> [Aim of the exercise]:
Copy all lines holding the word "ToString" from the entries.

Data items
◇ ◇ ◇ ◇

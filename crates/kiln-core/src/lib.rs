//! # kiln-core - Compute Execution Object Model
//!
//! Host-side objects for running compute programs on a device:
//!
//! - [`Executor`]: a device context with one dispatch queue. Factory and
//!   owner of everything below.
//! - [`Executable`]: a compiled program plus a table binding its named
//!   INPUT/OUTPUT parameters to resources.
//! - [`Resource`]: typed storage holding one `u32`/`i32`/`f32` scalar or a
//!   variable-length array of them.
//!
//! ## Architecture
//!
//! ```text
//! source (JSON IR) ──compile──> CompiledProgram ──┐
//!                                                 ├── Executable::run
//! Resource (host shadow) ──upload when dirty──────┘        │
//!                                                          ▼
//!                                    kiln-backends::Backend::execute_program
//!                                                          │
//! Resource getters <──download when device-authoritative───┘
//! ```
//!
//! Runs are synchronous: `run` validates every binding, uploads dirty
//! inputs, dispatches one worker per element of the largest bound array,
//! and returns once the device has finished.
//!
//! ## Example
//!
//! ```
//! use kiln_core::{Executor, Io};
//!
//! # fn main() -> kiln_core::Result<()> {
//! let executor = Executor::new()?;
//!
//! // output[i] = input[i] * 2
//! let mut executable = executor.new_executable(r#"{
//!     "symbol": {
//!         "0": {"Array": "F32"}, "1": {"Array": "F32"},
//!         "2": {"Constant": "U32"}, "3": {"Constant": "U32"}, "4": {"Constant": "Bool"},
//!         "5": {"Constant": "F32"}, "6": {"Constant": "F32"}, "7": {"Constant": "F32"}
//!     },
//!     "operation": [
//!         {"WorkerId": 2},
//!         {"ArrayLen": [3, 0]},
//!         {"ArrayNew": [1, 3, "F32", 0, true]},
//!         {"Lt": [4, 2, 3]},
//!         {"If": [[], 4, 0, [
//!             {"ArrayLoad": [5, 0, 2]},
//!             {"Constant": [6, {"F32": 2.0}]},
//!             {"Mul": [7, 5, 6]},
//!             {"ArrayStore": [1, 2, 7]}
//!         ], 1]}
//!     ],
//!     "input": {"input": 0},
//!     "output": {"output": 1}
//! }"#)?;
//!
//! let input = executor.new_resource()?;
//! let output = executor.new_resource()?;
//! input.set_data_array_float32(&[1.0, 2.0, 3.0, 4.0])?;
//!
//! executable.bind("input", Io::Input, &input)?;
//! executable.bind("output", Io::Output, &output)?;
//! executable.run()?;
//!
//! assert_eq!(output.get_data_array_float32()?.as_slice(), &[2.0, 4.0, 6.0, 8.0]);
//! # Ok(())
//! # }
//! ```
//!
//! ## Modules
//!
//! - [`builder`] - Build programs in Rust instead of JSON
//! - [`config`] - Executor configuration (`KILN_*` environment variables)
//! - [`dispatch`] - Dispatch-size policy
//! - [`instrumentation`] - Per-run reports and aggregate statistics

pub mod binding;
pub mod builder;
pub mod config;
pub mod dispatch;
pub mod error;
pub mod executable;
pub mod executor;
pub mod instrumentation;
pub mod resource;

// Re-export primary types
pub use binding::BindingTable;
pub use config::ExecutorConfig;
pub use error::{Error, Result};
pub use executable::Executable;
pub use executor::Executor;
pub use instrumentation::{AggregateStatistics, RunReport};
pub use resource::{DataArray, Element, Resource, ResourceData, ResourceId};

pub use kiln_backends::{DataType, Diagnostic, ElementKind, Io, Parameter, Program, Shape};
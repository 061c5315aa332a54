//! Run instrumentation
//!
//! Every successful [`Executable::run`](crate::Executable::run) returns a
//! [`RunReport`] and logs it as a `run_completed` event. Executors fold the
//! reports of their dispatch queue into [`AggregateStatistics`].
//!
//! ## Example
//!
//! ```
//! use kiln_core::instrumentation::{AggregateStatistics, RunReport};
//!
//! let report = RunReport {
//!     workers: 4,
//!     operations: 40,
//!     bytes_uploaded: 16,
//!     upload_us: 1,
//!     dispatch_us: 9,
//!     duration_us: 10,
//! };
//! assert_eq!(report.ops_per_second(), 4_000_000.0);
//!
//! let mut stats = AggregateStatistics::new();
//! stats.record(&report);
//! assert_eq!(stats.run_count, 1);
//! ```

// ============================================================================
// Run-Level Metrics
// ============================================================================

/// Summary of one completed run
#[derive(Debug, Clone, Copy, Default, PartialEq, Eq)]
pub struct RunReport {
    /// Workers (active lanes) dispatched
    pub workers: u64,
    /// IR operations executed across all workers
    pub operations: u64,
    /// Host-to-device bytes transferred before the dispatch
    pub bytes_uploaded: usize,
    /// Time spent uploading dirty inputs (microseconds)
    pub upload_us: u64,
    /// Time spent in the device dispatch (microseconds)
    pub dispatch_us: u64,
    /// Validation, upload, and dispatch (microseconds)
    pub duration_us: u64,
}

impl RunReport {
    /// Calculate executed operations per second
    pub fn ops_per_second(&self) -> f64 {
        if self.duration_us == 0 {
            return 0.0;
        }
        (self.operations as f64 / self.duration_us as f64) * 1_000_000.0
    }

    /// Calculate upload bandwidth in GB/s
    pub fn upload_bandwidth_gbps(&self) -> f64 {
        if self.upload_us == 0 {
            return 0.0;
        }
        (self.bytes_uploaded as f64 / self.upload_us as f64) / 1000.0
    }

    /// Log the report via tracing
    pub fn log(&self) {
        tracing::debug!(
            workers = self.workers,
            operations = self.operations,
            bytes_uploaded = self.bytes_uploaded,
            upload_us = self.upload_us,
            dispatch_us = self.dispatch_us,
            duration_us = self.duration_us,
            ops_per_second = self.ops_per_second(),
            "run_completed"
        );
    }
}

// ============================================================================
// Aggregate Statistics
// ============================================================================

/// Aggregate statistics across the runs of one executor
#[derive(Debug, Clone, Default, PartialEq)]
pub struct AggregateStatistics {
    /// Number of successful runs
    pub run_count: u64,
    /// Total workers dispatched
    pub total_workers: u64,
    /// Total IR operations executed
    pub total_operations: u64,
    /// Total bytes uploaded
    pub total_bytes_uploaded: usize,
    /// Total run time (microseconds)
    pub total_duration_us: u64,
}

impl AggregateStatistics {
    /// Create empty statistics
    pub fn new() -> Self {
        Self::default()
    }

    /// Record a completed run
    pub fn record(&mut self, report: &RunReport) {
        self.run_count += 1;
        self.total_workers += report.workers;
        self.total_operations += report.operations;
        self.total_bytes_uploaded += report.bytes_uploaded;
        self.total_duration_us += report.duration_us;
    }

    /// Calculate average operations per second
    pub fn avg_ops_per_second(&self) -> f64 {
        if self.total_duration_us == 0 {
            return 0.0;
        }
        (self.total_operations as f64 / self.total_duration_us as f64) * 1_000_000.0
    }

    /// Calculate average run duration in microseconds
    pub fn avg_duration_us(&self) -> f64 {
        if self.run_count == 0 {
            return 0.0;
        }
        self.total_duration_us as f64 / self.run_count as f64
    }

    /// Log aggregate statistics
    pub fn log(&self) {
        tracing::info!(
            run_count = self.run_count,
            total_workers = self.total_workers,
            total_operations = self.total_operations,
            total_bytes_uploaded = self.total_bytes_uploaded,
            total_duration_us = self.total_duration_us,
            avg_ops_per_second = self.avg_ops_per_second(),
            avg_duration_us = self.avg_duration_us(),
            "aggregate_statistics"
        );
    }
}

#[cfg(test)]
mod tests {
    use super::*;

    fn report(operations: u64, bytes_uploaded: usize, duration_us: u64) -> RunReport {
        RunReport {
            workers: 8,
            operations,
            bytes_uploaded,
            upload_us: 2,
            dispatch_us: duration_us.saturating_sub(2),
            duration_us,
        }
    }

    #[test]
    fn test_run_report_rates() {
        let report = report(1000, 4000, 100);
        // 1000 ops / 100 us = 10M ops/sec
        assert_eq!(report.ops_per_second(), 10_000_000.0);
        // 4000 bytes / 2 us = 2 GB/s
        assert_eq!(report.upload_bandwidth_gbps(), 2.0);
    }

    #[test]
    fn test_zero_duration_rates() {
        let report = RunReport::default();
        assert_eq!(report.ops_per_second(), 0.0);
        assert_eq!(report.upload_bandwidth_gbps(), 0.0);
        assert_eq!(AggregateStatistics::new().avg_duration_us(), 0.0);
    }

    #[test]
    fn test_aggregate_statistics() {
        let mut stats = AggregateStatistics::new();
        stats.record(&report(1000, 16, 100));
        stats.record(&report(2000, 0, 300));

        assert_eq!(stats.run_count, 2);
        assert_eq!(stats.total_workers, 16);
        assert_eq!(stats.total_operations, 3000);
        assert_eq!(stats.total_bytes_uploaded, 16);
        assert_eq!(stats.total_duration_us, 400);
        assert_eq!(stats.avg_duration_us(), 200.0);
        assert_eq!(stats.avg_ops_per_second(), 7_500_000.0);
    }
}
//! Per-executor cache of compiled programs
//!
//! Compilation is a pure function of the source text, so identical sources
//! share one `Arc<CompiledProgram>`. Failed compilations are never stored.

use crate::isa::{compile, CompileError, CompiledProgram};
use parking_lot::RwLock;
use std::collections::HashMap;
use std::sync::Arc;

/// Compiled programs keyed by their exact source text
///
/// ```
/// use kiln_backends::program_cache::ProgramCache;
///
/// let cache = ProgramCache::new();
/// let source = r#"{"symbol": {"0": {"Variable": "U32"}}, "operation": [{"WorkerId": 0}]}"#;
///
/// let first = cache.get_or_compile(source).unwrap();
/// let second = cache.get_or_compile(source).unwrap();
/// assert!(std::sync::Arc::ptr_eq(&first, &second));
/// assert_eq!(cache.len(), 1);
/// ```
#[derive(Default)]
pub struct ProgramCache {
    programs: RwLock<HashMap<Arc<str>, Arc<CompiledProgram>>>,
}

impl ProgramCache {
    pub fn new() -> Self {
        Self::default()
    }

    /// Cached program for `source`, compiling it on a miss
    ///
    /// Compilation runs without the lock held. Two threads missing on the
    /// same source may both compile; the first insert wins and both get it.
    pub fn get_or_compile(&self, source: &str) -> Result<Arc<CompiledProgram>, CompileError> {
        if let Some(program) = self.get(source) {
            tracing::trace!(source_bytes = source.len(), "program_cache_hit");
            return Ok(program);
        }

        let compiled = Arc::new(compile(source)?);
        let mut programs = self.programs.write();
        let program = Arc::clone(programs.entry(Arc::from(source)).or_insert(compiled));
        tracing::debug!(
            source_bytes = source.len(),
            cached_programs = programs.len(),
            "program_cache_insert"
        );
        Ok(program)
    }

    pub fn get(&self, source: &str) -> Option<Arc<CompiledProgram>> {
        self.programs.read().get(source).cloned()
    }

    pub fn clear(&self) {
        self.programs.write().clear();
    }

    pub fn len(&self) -> usize {
        self.programs.read().len()
    }

    pub fn is_empty(&self) -> bool {
        self.len() == 0
    }
}

#[cfg(test)]
mod tests {
    use super::*;

    const WORKER_ID: &str = r#"{"symbol": {"0": {"Variable": "U32"}}, "operation": [{"WorkerId": 0}]}"#;
    const NUM_WORKERS: &str = r#"{"symbol": {"0": {"Variable": "U32"}}, "operation": [{"NumWorkers": 0}]}"#;

    #[test]
    fn test_identical_sources_share_program() {
        let cache = ProgramCache::new();
        assert!(cache.is_empty());

        let first = cache.get_or_compile(WORKER_ID).unwrap();
        let second = cache.get_or_compile(WORKER_ID).unwrap();
        assert!(Arc::ptr_eq(&first, &second));
        assert_eq!(cache.len(), 1);
    }

    #[test]
    fn test_distinct_sources() {
        let cache = ProgramCache::new();
        let a = cache.get_or_compile(WORKER_ID).unwrap();
        let b = cache.get_or_compile(NUM_WORKERS).unwrap();

        assert!(!Arc::ptr_eq(&a, &b));
        assert_eq!(cache.len(), 2);
        assert!(cache.get(NUM_WORKERS).is_some());
    }

    #[test]
    fn test_rejected_source_not_stored() {
        let cache = ProgramCache::new();
        assert!(cache.get_or_compile("{").is_err());
        assert!(cache.get("{").is_none());
        assert!(cache.is_empty());
    }

    #[test]
    fn test_clear() {
        let cache = ProgramCache::new();
        cache.get_or_compile(WORKER_ID).unwrap();
        cache.clear();
        assert!(cache.is_empty());
    }
}
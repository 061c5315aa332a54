//! Backend implementations for different execution targets
//!
//! - `cpu` - CPU backend (reference implementation, interprets the IR)

pub mod cpu;

pub use cpu::{CpuBackend, CpuBackendConfig};
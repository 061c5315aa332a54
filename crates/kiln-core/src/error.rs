//! Error types for kiln-core operations

use kiln_backends::{BackendError, CompileError, Diagnostic, Io};

/// Result type for kiln-core operations
pub type Result<T> = std::result::Result<T, Error>;

/// Errors that can occur in kiln-core operations
#[derive(Debug, thiserror::Error)]
pub enum Error {
    /// The configured device could not be created
    #[error("Device unavailable: {0}")]
    DeviceUnavailable(String),

    /// Program source was rejected by the compiler
    #[error("Compilation failed: {}", render_diagnostics(.diagnostics))]
    Compilation { diagnostics: Vec<Diagnostic> },

    /// A declared parameter has no resource bound in its direction
    #[error("Parameter `{name}` is not bound as {io}")]
    UnboundParameter { name: String, io: Io },

    /// Element kind differs from what the accessor or parameter expects
    #[error("Type mismatch: expected {expected}, got {actual}")]
    TypeMismatch { expected: String, actual: String },

    /// Scalar/array shape differs, or the resource holds no data
    #[error("Shape mismatch: expected {expected}, got {actual}")]
    ShapeMismatch { expected: String, actual: String },

    /// The dispatch failed on the device
    #[error("Execution failed: {0}")]
    Execution(String),

    /// The owning executor has been destroyed
    #[error("{0} belongs to a destroyed executor")]
    Destroyed(&'static str),

    /// The resource bound to a parameter has been destroyed
    #[error("Resource bound to {io} `{name}` has been destroyed")]
    DanglingBinding { name: String, io: Io },

    /// The resource was created by a different executor
    #[error("Resource {resource} belongs to another executor")]
    ForeignResource { resource: u64 },

    /// Device failure outside a dispatch
    #[error("Backend error: {0}")]
    Backend(#[from] BackendError),
}

impl Error {
    pub(crate) fn type_mismatch(expected: impl ToString, actual: impl ToString) -> Self {
        Error::TypeMismatch {
            expected: expected.to_string(),
            actual: actual.to_string(),
        }
    }

    pub(crate) fn shape_mismatch(expected: impl ToString, actual: impl ToString) -> Self {
        Error::ShapeMismatch {
            expected: expected.to_string(),
            actual: actual.to_string(),
        }
    }

    /// Map a failed dispatch; program-level failures become `Execution`
    pub(crate) fn from_dispatch(err: BackendError) -> Self {
        if err.is_execution_failure() {
            Error::Execution(err.to_string())
        } else {
            Error::Backend(err)
        }
    }

    /// Compiler diagnostics, empty for every other error
    pub fn diagnostics(&self) -> &[Diagnostic] {
        match self {
            Error::Compilation { diagnostics } => diagnostics,
            _ => &[],
        }
    }
}

impl From<CompileError> for Error {
    fn from(err: CompileError) -> Self {
        Error::Compilation {
            diagnostics: err.diagnostics,
        }
    }
}

fn render_diagnostics(diagnostics: &[Diagnostic]) -> String {
    diagnostics
        .iter()
        .map(Diagnostic::to_string)
        .collect::<Vec<_>>()
        .join("; ")
}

◇ ◇ ◇ ◇

> [Response to the exercise]:
    pub(crate) fn type_mismatch(expected: impl ToString, actual: impl ToString) -> Self {
    pub(crate) fn shape_mismatch(expected: impl ToString, actual: impl ToString) -> Self {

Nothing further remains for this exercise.